23. Hukuk Dairesi 2019/3502 E. , 2020/1090 K.
"İçtihat Metni"
MAHKEMESİ :Asliye Hukuk Mahkemesi
Taraflar arasındaki asıl davada kooperatif üyeliğinin tespiti, birleşen davada elatmanın önlenmesi ve ecrimisil davasının bozma ilamına uyularak yapılan yargılaması sonunda ilamda yazılı nedenlerden dolayı asıl davanın kabulüne, birleşen davanın reddine yönelik verilen hükmün süresi içinde davalı-birleşen davada davacı vekilince temyiz edilmesi üzerine dosya incelendi, gereği konuşulup düşünüldü.
-K A R A R-
Asıl davada davacı vekili, müvekkilinin davalı kooperatifin üyesi olduğunu, dava konusu C blok 27 no.lu bağımsız bölümün müvekkiline tahsis edildiğini, ancak birleşen dava davacısının müvekkiline tahsis edilen dairenin kendisine ait olduğunu iddia ettiğinden bahisle müvekkilinin davalı kooperatife üye olduğunun tespitini talep ve dava etmiştir.
Birleşen davada davacı vekili, müvekkilinin davalı kooperatifin ortağı olduğunu, satın aldığı dava konusu bağımsız bölümün asıl davanın davacısı tarafından işgal edildiğinden bahisle söz konusu dairenin tahliyesi ile ecrimisil tazminatının tahsilini talep ve dava etmiştir.
Davalı kooperatif temsilcisi asıl davanın reddini savunmuştur.
Mahkemece iddia, savunma, bilirkişi raporu ve tüm dosya kapsamına göre, asıl davada davacının 1992 tarihinde kooperatife üye olduğu, kooperatif aidatlarını ödememesi nedeni ile üyeliğinin düşürülmesine karar verildiği, birleşen davada davacı ...’un 2003 tarihinde kooperatife üye yapılarak taşınmazın tahsisinin yapıldığından davaya konu taşınmazın malikinin davalı-birleşen davacı olduğu gerekçesiyle birleşen davanın kabulüne, asıl davanın reddine dair verilen karar, Dairemizin 28.11.2017 günlü, 2017/358 E., 2017/3477 K. sayılı kararı ile asıl dava davacısı Fatma"nın birleşen dosya davacısının kooperatife üye kabulünden çok önce dava konusu bağımsız bölümde oturmaya başladığı, kooperatif tarafından birleşen dosya davacısına satılan yerin aynı yer olduğu konusunda bir uyuşmazlık bulunmadığı, taşınmazın aidatlarının davacı ... tarafından ödendiği, kooperatifin ikamete ve aidat ödemelerine rıza göstererek zımni tahsisin oluştuğu, tahsis önceliğinin asıl dava davacısı Fatma"ya ait olduğu sabit olduğundan asıl davanın kabulüne, karşı davanın reddine karar verilmesi gerektiği gerekçesiyle bozulmuştur.
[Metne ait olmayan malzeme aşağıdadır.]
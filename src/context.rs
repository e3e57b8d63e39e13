use crate::Result;
use crate::environment::Environment;
use crate::error::LiquidError;
use crate::tpl::literal::{Literal, integer_range, parse_literal};
use crate::value::Value;
use log::warn;
use regex::Regex;
use std::collections::HashMap;
use std::sync::LazyLock;

/// One frame of the variable stack.
pub type Scope = HashMap<String, Value>;

/// Per-render tag state, keyed by tag kind.
pub type Registers = HashMap<String, Value>;

/// How many blocks and partials may be rendered inside one another.
pub const MAX_DEPTH: usize = 100;

static PATH_PART: LazyLock<Regex> =
    LazyLock::new(|| Regex::new(r"\[[^\]]+\]|(?:[\w\-]\??)+").expect("valid regex"));

fn bracketed(part: &str) -> Option<&str> {
    part.strip_prefix('[')?.strip_suffix(']')
}

/// A trailing path segment after the first variable name.
enum Segment {
    /// `.name` or `.0`
    Name(String),
    /// `[expr]`, already resolved
    Index(Value),
}

/// Address of a container slot, used to write memoized values back.
#[derive(Clone)]
enum Key {
    Name(String),
    Index(usize),
}

/// The owning scope and the key path of the value currently being walked.
/// `None` once the walk leaves scope storage (liquefied or computed values).
struct Anchor {
    scope: usize,
    path: Vec<Key>,
}

/// The rendering state of a single top-level render.
///
/// Scopes are kept innermost-last: `scopes[0]` is the root scope and is never popped,
/// lookups search from the end.
pub struct Context<'env> {
    env: &'env Environment,
    scopes: Vec<Scope>,
    registers: Registers,
    errors: Vec<LiquidError>,
    rethrow: bool,
    depth: usize,
}

impl<'env> Context<'env> {
    pub fn new(env: &'env Environment) -> Self {
        Self::with_assigns(env, Scope::new())
    }

    pub fn with_assigns(env: &'env Environment, assigns: Scope) -> Self {
        Self {
            env,
            scopes: vec![assigns],
            registers: Registers::new(),
            errors: Vec::new(),
            rethrow: env.rethrows_errors(),
            depth: 0,
        }
    }

    /// Abort on the first render error instead of splicing an inline marker.
    pub fn rethrow_errors(mut self, rethrow: bool) -> Self {
        self.rethrow = rethrow;
        self
    }

    pub fn rethrows(&self) -> bool {
        self.rethrow
    }

    pub fn env(&self) -> &'env Environment {
        self.env
    }

    pub fn scopes(&self) -> &[Scope] {
        &self.scopes
    }

    pub fn registers(&self) -> &Registers {
        &self.registers
    }

    pub fn registers_mut(&mut self) -> &mut Registers {
        &mut self.registers
    }

    /// The map register of a tag kind, created on first use.
    pub(crate) fn register_map(&mut self, tag: &str) -> &mut HashMap<String, Value> {
        let entry = self
            .registers
            .entry(tag.to_string())
            .or_insert_with(|| Value::Map(HashMap::new()));
        if !matches!(entry, Value::Map(_)) {
            *entry = Value::Map(HashMap::new());
        }
        match entry {
            Value::Map(map) => map,
            _ => unreachable!("register was just replaced with a map"),
        }
    }

    pub fn errors(&self) -> &[LiquidError] {
        &self.errors
    }

    pub fn get(&mut self, name: &str) -> Value {
        self.resolve(name)
    }

    /// Writes into the innermost scope.
    pub fn set(&mut self, name: impl Into<String>, value: Value) {
        self.innermost().insert(name.into(), value);
    }

    /// Writes into the root scope.
    pub fn set_global(&mut self, name: impl Into<String>, value: Value) {
        self.scopes[0].insert(name.into(), value);
    }

    /// True when `key` resolves to anything but `nil`, `false`, `0` or `""`.
    /// A present key holding one of those is indistinguishable from a missing one.
    pub fn has_key(&mut self, key: &str) -> bool {
        match self.resolve(key) {
            Value::Null | Value::Bool(false) | Value::I64(0) => false,
            Value::F64(f) => f != 0.0 && !f.is_nan(),
            Value::Str(s) => !s.is_empty(),
            _ => true,
        }
    }

    pub fn push(&mut self) {
        self.scopes.push(Scope::new());
    }

    /// Overlays `scope` onto the innermost scope without pushing a frame.
    pub fn merge(&mut self, scope: Scope) {
        self.innermost().extend(scope);
    }

    pub fn pop(&mut self) -> Result<Scope> {
        if self.scopes.len() == 1 {
            return Err(LiquidError::ScopeUnderflow);
        }
        self.scopes.pop().ok_or(LiquidError::ScopeUnderflow)
    }

    /// Runs `body` inside a fresh scope. The scope is popped on every exit path and
    /// the body's error, if any, is returned after the pop.
    ///
    /// Counts toward the nesting limit, see [`Context::nested`].
    pub fn stack<T, F>(&mut self, body: F) -> Result<T>
    where
        F: FnOnce(&mut Self) -> Result<T>,
    {
        self.nested(|ctx| {
            ctx.push();
            let result = body(ctx);
            ctx.pop()?;
            result
        })
    }

    /// Runs a block or partial body one level deeper. Fails without running `body`
    /// once [`MAX_DEPTH`] levels are already open.
    pub fn nested<T, F>(&mut self, body: F) -> Result<T>
    where
        F: FnOnce(&mut Self) -> Result<T>,
    {
        if self.depth >= MAX_DEPTH {
            return Err(LiquidError::Render("Nesting too deep".to_string()));
        }
        self.depth += 1;
        let result = body(self);
        self.depth -= 1;
        result
    }

    pub fn depth(&self) -> usize {
        self.depth
    }

    /// Calls the filter `name` with `args`; unknown filters return their first argument.
    pub fn invoke(&mut self, name: &str, args: Vec<Value>) -> Result<Value> {
        let env = self.env;
        let Some(filter) = env.strainer().get(name) else {
            return Ok(args.into_iter().next().unwrap_or(Value::Null));
        };
        filter(&*self, &args).map_err(|e| match e {
            LiquidError::Filter { .. } => e,
            other => LiquidError::filter(name, other.to_string()),
        })
    }

    /// Records a render failure. Returns the inline marker to splice into the
    /// output, or the error itself when the context rethrows.
    pub fn handle_error(&mut self, err: LiquidError) -> Result<String> {
        self.errors.push(err.clone());
        if self.rethrow {
            return Err(err);
        }
        warn!("Recovered render error: {}", err);
        Ok(err.inline_marker())
    }

    /// Resolves a markup token: a literal if it is one, a variable path otherwise.
    pub fn resolve(&mut self, key: &str) -> Value {
        match parse_literal(key) {
            Some(Literal::Value(v)) => v,
            Some(Literal::Range(from, to)) => {
                let bounds = (self.resolve(from).to_i64(), self.resolve(to).to_i64());
                match bounds {
                    (Some(from), Some(to)) => integer_range(from, to),
                    _ => {
                        warn!("Range '{}' has non-numeric endpoints", key);
                        Value::Null
                    }
                }
            }
            None => self.variable(key),
        }
    }

    /// Resolves a path expression such as `product.variants[0].title` or `[key].size`.
    pub fn variable(&mut self, markup: &str) -> Value {
        let parts: Vec<&str> = PATH_PART.find_iter(markup).map(|m| m.as_str()).collect();
        let Some((first, rest)) = parts.split_first() else {
            return Value::Null;
        };

        let name = match bracketed(first) {
            Some(inner) => self.resolve(inner).to_key(),
            None => first.to_string(),
        };
        let Some(scope) = self.scopes.iter().rposition(|s| s.contains_key(&name)) else {
            return Value::Null;
        };
        let mut anchor = Some(Anchor {
            scope,
            path: vec![Key::Name(name)],
        });
        let mut current = match self.read_anchored(anchor.as_ref()) {
            Some(v) => self.surface(v, &mut anchor),
            None => return Value::Null,
        };

        // Bracketed segments are resolved only once the walk reaches them.
        for part in rest {
            let segment = match bracketed(part) {
                Some(inner) => Segment::Index(self.resolve(inner)),
                None => Segment::Name(part.to_string()),
            };
            match self.step(current, segment, &mut anchor) {
                Some(next) => current = next,
                None => return Value::Null,
            }
        }
        current
    }

    fn step(&mut self, current: Value, segment: Segment, anchor: &mut Option<Anchor>) -> Option<Value> {
        match segment {
            Segment::Index(key) => {
                let key = match (&current, &key) {
                    (Value::List(_), _) => Key::Index(usize::try_from(key.to_i64()?).ok()?),
                    (Value::Map(_), _) => Key::Name(key.to_key()),
                    (Value::Object(o), _) => {
                        let found = o.get(&key.to_key())?;
                        return Some(self.detached(found, anchor));
                    }
                    _ => return None,
                };
                self.descend(current, key, anchor)
            }
            Segment::Name(part) => {
                if matches!(&current, Value::Map(m) if m.contains_key(&part)) {
                    return self.descend(current, Key::Name(part), anchor);
                }
                if let Value::Object(o) = &current
                    && let Some(found) = o.get(&part)
                {
                    return Some(self.detached(found, anchor));
                }
                if matches!(current, Value::List(_)) && part.bytes().all(|b| b.is_ascii_digit()) {
                    let index = part.parse().ok()?;
                    return self.descend(current, Key::Index(index), anchor);
                }
                let builtin = match part.as_str() {
                    "size" => current.size().map(|n| Value::I64(n as i64)),
                    "first" => current.first().cloned(),
                    "last" => current.last().cloned(),
                    _ => None,
                }?;
                Some(self.detached(builtin, anchor))
            }
        }
    }

    /// Reads the child `key` of `current`, memoizing deferred values in place.
    fn descend(&mut self, current: Value, key: Key, anchor: &mut Option<Anchor>) -> Option<Value> {
        let raw = match anchor {
            Some(a) => {
                a.path.push(key);
                self.read_anchored(Some(&*a))?
            }
            None => {
                let mut child = match (current, key) {
                    (Value::Map(mut m), Key::Name(k)) => m.remove(&k)?,
                    (Value::List(mut l), Key::Index(i)) if i < l.len() => l.swap_remove(i),
                    _ => return None,
                };
                child.materialize();
                child
            }
        };
        Some(self.surface(raw, anchor))
    }

    fn detached(&mut self, value: Value, anchor: &mut Option<Anchor>) -> Value {
        *anchor = None;
        let mut value = value;
        value.materialize();
        self.surface(value, anchor)
    }

    fn read_anchored(&mut self, anchor: Option<&Anchor>) -> Option<Value> {
        let anchor = anchor?;
        let (head, tail) = anchor.path.split_first()?;
        let Key::Name(head) = head else {
            return None;
        };
        let mut slot = self.scopes.get_mut(anchor.scope)?.get_mut(head)?;
        for key in tail {
            slot = match (slot, key) {
                (Value::Map(m), Key::Name(k)) => m.get_mut(k)?,
                (Value::List(l), Key::Index(i)) => l.get_mut(*i)?,
                _ => return None,
            };
        }
        slot.materialize();
        Some(slot.clone())
    }

    /// Applies the liquefy and context-binding hooks to a value leaving a lookup.
    fn surface(&self, value: Value, anchor: &mut Option<Anchor>) -> Value {
        let value = match value {
            Value::Object(o) => match o.to_liquid() {
                Some(mut liquid) => {
                    *anchor = None;
                    liquid.materialize();
                    liquid
                }
                None => Value::Object(o),
            },
            other => other,
        };
        if let Value::Object(o) = &value {
            o.bind_context(self);
        }
        value
    }

    fn innermost(&mut self) -> &mut Scope {
        let last = self.scopes.len() - 1;
        &mut self.scopes[last]
    }
}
Bozma ilamına uyularak yapılan yargılama sonucunda, asıl davanın kabulüne, birleşen davanın reddine karar verilmiştir.
Kararı asıl dava davalısı, birleşen dava davacısı vekili temyiz etmiştir.
Dosyadaki yazılara, mahkemece uyulan bozma kararı doğrultusunda inceleme yapılıp hüküm verilmiş olmasına, delillerin takdirinde bir isabetsizlik bulunmamasına, bozmanın kapsamı dışında kesinleşmiş olan yönlere ilişkin temyiz itirazları incelenemeyeceğine göre asıl davada davalı-birleşen davada davacı vekilinin temyiz itirazları yerinde görülmemiştir.
SONUÇ: Yukarıda açıklanan nedenlerle asıl davada davalı-birleşen davada davacı vekilinin tüm temyiz itirazlarının reddiyle usul ve kanuna uygun bulunan hükmün ONANMASINA, aşağıda yazılı onama harcının temyiz edenden alınmasına, kararın tebliğinden itibaren 15 gün içerisinde karar düzeltme yolu açık olmak üzere 19.02.2020 tarihinde oy birliğiyle karar verildi.